╔══

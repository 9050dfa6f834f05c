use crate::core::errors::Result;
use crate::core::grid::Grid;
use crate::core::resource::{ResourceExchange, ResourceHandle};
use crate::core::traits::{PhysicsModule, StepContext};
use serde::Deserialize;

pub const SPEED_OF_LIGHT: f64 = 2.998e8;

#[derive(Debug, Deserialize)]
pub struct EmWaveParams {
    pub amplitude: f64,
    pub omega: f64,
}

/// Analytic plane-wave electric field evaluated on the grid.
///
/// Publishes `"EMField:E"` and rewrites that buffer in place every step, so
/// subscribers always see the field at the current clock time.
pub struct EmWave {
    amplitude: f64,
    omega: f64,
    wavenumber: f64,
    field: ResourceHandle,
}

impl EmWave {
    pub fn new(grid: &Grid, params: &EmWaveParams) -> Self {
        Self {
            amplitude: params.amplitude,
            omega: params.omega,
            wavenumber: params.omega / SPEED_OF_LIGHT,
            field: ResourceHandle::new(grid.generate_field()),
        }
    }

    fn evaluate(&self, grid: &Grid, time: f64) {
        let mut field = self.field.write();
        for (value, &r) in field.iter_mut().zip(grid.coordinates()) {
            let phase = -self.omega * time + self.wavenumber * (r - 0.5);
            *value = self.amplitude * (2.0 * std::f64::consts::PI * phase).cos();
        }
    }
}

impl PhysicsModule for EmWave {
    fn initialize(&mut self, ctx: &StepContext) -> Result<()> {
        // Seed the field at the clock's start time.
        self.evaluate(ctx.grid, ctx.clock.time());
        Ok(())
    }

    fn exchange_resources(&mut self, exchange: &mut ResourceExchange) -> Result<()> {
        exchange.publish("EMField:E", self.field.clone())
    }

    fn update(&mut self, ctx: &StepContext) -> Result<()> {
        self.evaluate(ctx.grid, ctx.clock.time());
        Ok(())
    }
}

╚══

■ Description of the task
Within the data above, pick out all lines holding the word "EmWaveParams".

■ Response below
pub struct EmWaveParams {
    pub fn new(grid: &Grid, params: &EmWaveParams) -> Self {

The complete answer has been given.